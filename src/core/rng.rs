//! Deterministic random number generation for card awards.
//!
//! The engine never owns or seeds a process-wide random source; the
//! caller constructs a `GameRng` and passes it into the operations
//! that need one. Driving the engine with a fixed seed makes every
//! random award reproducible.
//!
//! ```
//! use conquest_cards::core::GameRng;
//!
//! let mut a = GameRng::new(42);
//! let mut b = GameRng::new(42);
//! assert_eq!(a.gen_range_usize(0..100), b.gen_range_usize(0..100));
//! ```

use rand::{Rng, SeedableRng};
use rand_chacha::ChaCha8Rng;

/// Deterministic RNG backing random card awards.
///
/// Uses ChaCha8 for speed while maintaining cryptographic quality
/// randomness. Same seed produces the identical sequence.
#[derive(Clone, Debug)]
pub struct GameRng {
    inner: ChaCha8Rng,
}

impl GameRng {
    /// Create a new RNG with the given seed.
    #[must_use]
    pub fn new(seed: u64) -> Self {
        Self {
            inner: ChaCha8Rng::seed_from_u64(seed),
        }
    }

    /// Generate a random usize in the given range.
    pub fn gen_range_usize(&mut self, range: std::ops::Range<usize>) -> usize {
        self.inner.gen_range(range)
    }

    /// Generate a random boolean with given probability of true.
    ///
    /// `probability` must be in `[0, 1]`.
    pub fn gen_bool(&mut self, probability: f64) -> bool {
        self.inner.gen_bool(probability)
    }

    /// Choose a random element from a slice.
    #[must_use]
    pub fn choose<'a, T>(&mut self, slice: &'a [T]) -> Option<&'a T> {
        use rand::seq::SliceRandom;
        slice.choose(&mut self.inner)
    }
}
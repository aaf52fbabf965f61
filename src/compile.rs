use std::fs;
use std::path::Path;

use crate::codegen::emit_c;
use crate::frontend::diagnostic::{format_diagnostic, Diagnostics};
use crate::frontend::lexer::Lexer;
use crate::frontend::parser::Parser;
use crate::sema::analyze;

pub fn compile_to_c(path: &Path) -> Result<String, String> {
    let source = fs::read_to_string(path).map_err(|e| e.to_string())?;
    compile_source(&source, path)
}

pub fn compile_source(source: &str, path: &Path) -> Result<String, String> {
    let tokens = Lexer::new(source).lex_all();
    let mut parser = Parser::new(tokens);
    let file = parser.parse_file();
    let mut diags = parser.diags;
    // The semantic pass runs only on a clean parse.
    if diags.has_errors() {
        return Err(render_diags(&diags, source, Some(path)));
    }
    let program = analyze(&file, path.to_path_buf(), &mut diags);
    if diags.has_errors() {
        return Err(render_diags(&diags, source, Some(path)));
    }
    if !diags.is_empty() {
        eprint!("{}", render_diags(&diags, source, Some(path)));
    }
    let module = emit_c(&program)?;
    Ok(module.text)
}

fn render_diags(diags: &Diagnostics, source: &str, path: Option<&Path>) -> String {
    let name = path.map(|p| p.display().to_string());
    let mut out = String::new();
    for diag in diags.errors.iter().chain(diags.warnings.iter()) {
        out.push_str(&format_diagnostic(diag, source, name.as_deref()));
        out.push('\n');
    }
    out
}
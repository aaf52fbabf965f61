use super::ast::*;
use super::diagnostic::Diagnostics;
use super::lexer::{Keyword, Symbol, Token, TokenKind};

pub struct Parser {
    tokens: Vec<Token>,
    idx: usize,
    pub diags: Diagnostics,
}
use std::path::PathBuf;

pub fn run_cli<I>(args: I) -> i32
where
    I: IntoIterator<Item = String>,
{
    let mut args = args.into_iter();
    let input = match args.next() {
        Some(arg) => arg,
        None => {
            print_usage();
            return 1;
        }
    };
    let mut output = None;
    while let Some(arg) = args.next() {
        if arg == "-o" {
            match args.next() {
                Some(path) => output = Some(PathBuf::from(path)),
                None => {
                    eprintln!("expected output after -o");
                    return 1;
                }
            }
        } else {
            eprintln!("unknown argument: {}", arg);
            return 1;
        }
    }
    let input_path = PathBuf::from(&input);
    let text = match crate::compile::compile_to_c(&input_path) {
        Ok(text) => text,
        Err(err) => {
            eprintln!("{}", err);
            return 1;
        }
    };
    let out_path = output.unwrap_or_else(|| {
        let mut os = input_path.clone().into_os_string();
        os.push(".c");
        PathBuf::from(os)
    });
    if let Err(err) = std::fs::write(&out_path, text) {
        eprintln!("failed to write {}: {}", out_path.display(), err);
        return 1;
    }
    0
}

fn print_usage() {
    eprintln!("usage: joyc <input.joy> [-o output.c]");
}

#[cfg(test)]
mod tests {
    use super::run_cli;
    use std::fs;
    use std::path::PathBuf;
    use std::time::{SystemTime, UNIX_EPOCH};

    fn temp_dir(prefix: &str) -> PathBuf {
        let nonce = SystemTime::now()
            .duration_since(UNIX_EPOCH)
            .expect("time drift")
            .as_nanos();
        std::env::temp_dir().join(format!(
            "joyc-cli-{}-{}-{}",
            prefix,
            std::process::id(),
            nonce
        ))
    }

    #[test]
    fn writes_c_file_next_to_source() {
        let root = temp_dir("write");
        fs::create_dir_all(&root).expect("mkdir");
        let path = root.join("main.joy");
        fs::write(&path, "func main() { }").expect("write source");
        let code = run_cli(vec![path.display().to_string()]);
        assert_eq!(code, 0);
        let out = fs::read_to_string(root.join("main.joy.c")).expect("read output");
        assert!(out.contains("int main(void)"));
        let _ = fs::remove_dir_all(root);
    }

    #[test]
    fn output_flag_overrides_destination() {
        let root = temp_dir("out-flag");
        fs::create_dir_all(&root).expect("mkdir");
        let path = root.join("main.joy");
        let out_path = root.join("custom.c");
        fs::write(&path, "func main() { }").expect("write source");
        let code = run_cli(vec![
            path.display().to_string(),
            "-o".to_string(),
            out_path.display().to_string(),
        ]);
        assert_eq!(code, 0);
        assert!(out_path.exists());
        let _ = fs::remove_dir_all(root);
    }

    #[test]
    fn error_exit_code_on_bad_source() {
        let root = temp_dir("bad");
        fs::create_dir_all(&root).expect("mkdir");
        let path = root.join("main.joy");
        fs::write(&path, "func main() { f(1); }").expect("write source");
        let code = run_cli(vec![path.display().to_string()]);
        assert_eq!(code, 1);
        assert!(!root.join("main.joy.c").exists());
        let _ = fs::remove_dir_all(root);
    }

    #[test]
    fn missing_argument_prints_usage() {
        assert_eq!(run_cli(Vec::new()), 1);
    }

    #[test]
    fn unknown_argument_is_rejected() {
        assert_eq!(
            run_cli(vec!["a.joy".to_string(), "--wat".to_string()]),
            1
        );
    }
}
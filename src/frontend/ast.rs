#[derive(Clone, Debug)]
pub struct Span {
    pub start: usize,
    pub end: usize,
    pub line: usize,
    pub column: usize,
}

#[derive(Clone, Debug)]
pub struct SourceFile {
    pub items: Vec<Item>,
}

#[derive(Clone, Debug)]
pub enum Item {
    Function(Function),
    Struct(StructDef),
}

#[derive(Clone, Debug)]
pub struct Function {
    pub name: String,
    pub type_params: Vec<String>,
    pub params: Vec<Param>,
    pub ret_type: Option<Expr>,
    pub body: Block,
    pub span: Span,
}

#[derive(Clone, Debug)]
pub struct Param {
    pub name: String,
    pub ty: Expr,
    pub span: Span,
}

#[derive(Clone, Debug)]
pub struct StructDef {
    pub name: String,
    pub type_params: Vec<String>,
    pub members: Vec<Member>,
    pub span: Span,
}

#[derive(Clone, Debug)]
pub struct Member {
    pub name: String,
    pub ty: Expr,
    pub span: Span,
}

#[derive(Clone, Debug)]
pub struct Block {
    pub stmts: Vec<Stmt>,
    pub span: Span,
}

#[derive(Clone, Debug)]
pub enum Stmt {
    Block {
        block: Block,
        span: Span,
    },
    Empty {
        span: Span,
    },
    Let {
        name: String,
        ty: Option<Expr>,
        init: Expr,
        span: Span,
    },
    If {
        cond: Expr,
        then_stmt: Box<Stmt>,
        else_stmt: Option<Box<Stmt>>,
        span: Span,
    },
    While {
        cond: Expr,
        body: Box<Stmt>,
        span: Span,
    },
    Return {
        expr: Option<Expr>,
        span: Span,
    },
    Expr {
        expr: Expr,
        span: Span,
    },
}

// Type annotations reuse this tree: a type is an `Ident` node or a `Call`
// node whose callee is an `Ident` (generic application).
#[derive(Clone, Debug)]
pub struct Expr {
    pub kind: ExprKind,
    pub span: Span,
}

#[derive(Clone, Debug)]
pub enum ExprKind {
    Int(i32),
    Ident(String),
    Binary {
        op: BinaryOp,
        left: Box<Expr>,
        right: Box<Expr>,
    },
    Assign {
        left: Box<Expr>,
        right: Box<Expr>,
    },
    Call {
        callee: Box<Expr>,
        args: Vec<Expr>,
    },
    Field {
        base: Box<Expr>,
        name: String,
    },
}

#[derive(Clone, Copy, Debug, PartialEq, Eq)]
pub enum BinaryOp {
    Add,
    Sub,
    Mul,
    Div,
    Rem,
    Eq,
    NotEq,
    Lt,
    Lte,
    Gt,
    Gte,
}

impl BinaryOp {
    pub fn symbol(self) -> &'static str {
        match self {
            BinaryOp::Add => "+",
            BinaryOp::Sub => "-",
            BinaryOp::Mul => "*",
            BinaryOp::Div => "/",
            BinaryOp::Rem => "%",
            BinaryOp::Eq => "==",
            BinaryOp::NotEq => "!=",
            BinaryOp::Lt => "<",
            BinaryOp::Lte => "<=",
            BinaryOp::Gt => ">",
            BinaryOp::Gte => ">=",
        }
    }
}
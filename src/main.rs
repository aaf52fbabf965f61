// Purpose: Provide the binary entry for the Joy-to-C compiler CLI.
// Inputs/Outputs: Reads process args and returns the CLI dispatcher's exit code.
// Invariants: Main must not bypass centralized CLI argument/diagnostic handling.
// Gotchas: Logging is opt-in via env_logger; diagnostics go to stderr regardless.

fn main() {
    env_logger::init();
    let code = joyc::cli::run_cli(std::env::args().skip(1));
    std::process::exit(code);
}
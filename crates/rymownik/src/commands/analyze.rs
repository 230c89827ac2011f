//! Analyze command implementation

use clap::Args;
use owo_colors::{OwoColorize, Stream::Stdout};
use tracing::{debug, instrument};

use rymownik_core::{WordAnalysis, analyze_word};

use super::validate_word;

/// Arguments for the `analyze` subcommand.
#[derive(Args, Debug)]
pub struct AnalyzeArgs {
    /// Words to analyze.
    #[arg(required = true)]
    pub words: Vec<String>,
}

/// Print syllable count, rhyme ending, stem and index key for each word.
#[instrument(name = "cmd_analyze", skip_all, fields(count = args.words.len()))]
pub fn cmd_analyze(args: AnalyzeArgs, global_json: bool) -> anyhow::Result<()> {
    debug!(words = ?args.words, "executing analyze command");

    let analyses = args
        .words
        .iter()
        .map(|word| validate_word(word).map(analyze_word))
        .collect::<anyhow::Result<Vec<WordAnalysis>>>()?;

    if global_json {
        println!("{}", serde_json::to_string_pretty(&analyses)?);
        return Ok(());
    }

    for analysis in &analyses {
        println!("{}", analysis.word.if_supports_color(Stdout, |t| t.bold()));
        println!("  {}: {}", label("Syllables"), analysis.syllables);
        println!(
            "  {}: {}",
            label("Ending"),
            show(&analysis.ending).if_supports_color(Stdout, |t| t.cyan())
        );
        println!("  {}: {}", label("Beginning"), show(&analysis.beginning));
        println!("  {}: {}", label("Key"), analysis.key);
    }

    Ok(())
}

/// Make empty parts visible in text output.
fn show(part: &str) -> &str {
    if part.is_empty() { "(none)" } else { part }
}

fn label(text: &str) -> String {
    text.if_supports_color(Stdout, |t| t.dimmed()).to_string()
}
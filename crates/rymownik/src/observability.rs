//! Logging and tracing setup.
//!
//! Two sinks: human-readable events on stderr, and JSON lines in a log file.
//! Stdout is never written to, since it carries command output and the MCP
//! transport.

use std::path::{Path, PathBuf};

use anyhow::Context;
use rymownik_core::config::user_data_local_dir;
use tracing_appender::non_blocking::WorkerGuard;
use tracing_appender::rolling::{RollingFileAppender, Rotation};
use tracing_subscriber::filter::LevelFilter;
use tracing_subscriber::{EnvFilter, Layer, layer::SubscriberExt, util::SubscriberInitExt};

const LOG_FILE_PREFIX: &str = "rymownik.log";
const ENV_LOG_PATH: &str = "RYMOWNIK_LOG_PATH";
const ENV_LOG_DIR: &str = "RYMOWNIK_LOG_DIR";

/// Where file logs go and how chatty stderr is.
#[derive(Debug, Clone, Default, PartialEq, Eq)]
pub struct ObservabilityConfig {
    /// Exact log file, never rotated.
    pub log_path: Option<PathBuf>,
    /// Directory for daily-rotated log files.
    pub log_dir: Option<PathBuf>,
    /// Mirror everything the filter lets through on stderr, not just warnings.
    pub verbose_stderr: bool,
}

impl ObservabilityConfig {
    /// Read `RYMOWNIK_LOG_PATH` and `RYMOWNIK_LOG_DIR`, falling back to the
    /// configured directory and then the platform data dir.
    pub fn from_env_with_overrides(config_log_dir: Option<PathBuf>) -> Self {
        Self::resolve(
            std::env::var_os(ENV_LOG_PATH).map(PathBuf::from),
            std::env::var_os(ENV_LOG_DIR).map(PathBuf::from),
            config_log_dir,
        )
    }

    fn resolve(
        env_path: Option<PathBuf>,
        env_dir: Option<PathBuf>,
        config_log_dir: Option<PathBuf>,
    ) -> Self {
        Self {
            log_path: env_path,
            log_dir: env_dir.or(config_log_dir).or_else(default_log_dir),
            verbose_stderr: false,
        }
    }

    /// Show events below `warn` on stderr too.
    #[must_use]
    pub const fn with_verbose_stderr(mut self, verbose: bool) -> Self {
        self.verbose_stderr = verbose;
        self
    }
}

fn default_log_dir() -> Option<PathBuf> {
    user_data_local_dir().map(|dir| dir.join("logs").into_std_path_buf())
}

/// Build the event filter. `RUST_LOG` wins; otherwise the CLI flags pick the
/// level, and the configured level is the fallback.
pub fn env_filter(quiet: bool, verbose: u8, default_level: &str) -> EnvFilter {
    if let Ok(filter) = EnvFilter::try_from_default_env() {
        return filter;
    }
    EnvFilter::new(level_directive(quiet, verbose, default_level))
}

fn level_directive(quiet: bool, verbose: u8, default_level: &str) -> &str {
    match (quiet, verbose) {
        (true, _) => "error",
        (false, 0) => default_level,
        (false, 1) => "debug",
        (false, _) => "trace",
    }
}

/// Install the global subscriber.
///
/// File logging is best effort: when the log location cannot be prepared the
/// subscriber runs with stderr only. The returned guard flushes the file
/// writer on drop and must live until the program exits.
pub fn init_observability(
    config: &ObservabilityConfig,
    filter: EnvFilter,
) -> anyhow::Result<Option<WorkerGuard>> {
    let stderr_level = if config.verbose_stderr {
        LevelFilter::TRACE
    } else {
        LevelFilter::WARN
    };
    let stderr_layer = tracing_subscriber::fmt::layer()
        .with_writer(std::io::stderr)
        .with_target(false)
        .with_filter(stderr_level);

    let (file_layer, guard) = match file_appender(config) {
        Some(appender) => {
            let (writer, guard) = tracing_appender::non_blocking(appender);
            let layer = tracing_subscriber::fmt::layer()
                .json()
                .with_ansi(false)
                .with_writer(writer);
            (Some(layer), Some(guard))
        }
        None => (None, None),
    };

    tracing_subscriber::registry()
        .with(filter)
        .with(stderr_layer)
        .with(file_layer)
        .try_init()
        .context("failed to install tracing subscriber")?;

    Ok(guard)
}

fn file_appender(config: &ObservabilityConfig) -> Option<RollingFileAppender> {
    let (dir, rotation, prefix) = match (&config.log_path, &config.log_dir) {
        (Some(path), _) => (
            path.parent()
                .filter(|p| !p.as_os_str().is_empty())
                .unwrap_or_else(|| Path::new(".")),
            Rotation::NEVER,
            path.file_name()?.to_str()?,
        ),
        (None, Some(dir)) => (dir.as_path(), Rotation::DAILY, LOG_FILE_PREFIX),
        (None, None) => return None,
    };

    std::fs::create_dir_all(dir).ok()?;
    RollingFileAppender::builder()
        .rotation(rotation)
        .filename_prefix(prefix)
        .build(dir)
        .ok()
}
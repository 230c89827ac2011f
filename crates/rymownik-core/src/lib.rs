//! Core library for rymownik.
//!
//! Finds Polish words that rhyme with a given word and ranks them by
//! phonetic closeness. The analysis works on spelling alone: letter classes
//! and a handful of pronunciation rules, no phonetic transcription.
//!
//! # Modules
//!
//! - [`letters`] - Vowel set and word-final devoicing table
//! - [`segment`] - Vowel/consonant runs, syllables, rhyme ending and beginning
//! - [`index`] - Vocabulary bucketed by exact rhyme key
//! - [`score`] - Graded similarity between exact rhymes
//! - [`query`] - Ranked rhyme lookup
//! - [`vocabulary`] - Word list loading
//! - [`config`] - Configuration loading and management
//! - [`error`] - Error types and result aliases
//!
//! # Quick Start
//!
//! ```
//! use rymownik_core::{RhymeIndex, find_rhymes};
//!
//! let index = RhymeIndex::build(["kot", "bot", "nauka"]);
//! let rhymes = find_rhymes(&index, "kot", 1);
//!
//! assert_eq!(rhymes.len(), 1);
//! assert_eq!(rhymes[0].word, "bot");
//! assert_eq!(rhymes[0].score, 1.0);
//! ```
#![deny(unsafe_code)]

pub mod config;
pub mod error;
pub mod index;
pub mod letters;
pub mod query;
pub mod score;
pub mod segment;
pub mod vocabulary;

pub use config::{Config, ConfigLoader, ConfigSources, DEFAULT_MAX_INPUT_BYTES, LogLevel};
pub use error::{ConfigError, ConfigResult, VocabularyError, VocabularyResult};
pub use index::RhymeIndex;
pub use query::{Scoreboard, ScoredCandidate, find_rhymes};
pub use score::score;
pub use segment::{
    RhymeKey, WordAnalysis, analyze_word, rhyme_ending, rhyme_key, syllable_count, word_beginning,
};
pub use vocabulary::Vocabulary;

————

YOUR ASSIGNMENT - Among the records, find each line where the word "true" occurs, and copy it.

SOLUTION FOR THIS PROBLEM -
    /// Generate a random boolean with given probability of true.
    #[arg(required = true)]
        (true, _) => "error",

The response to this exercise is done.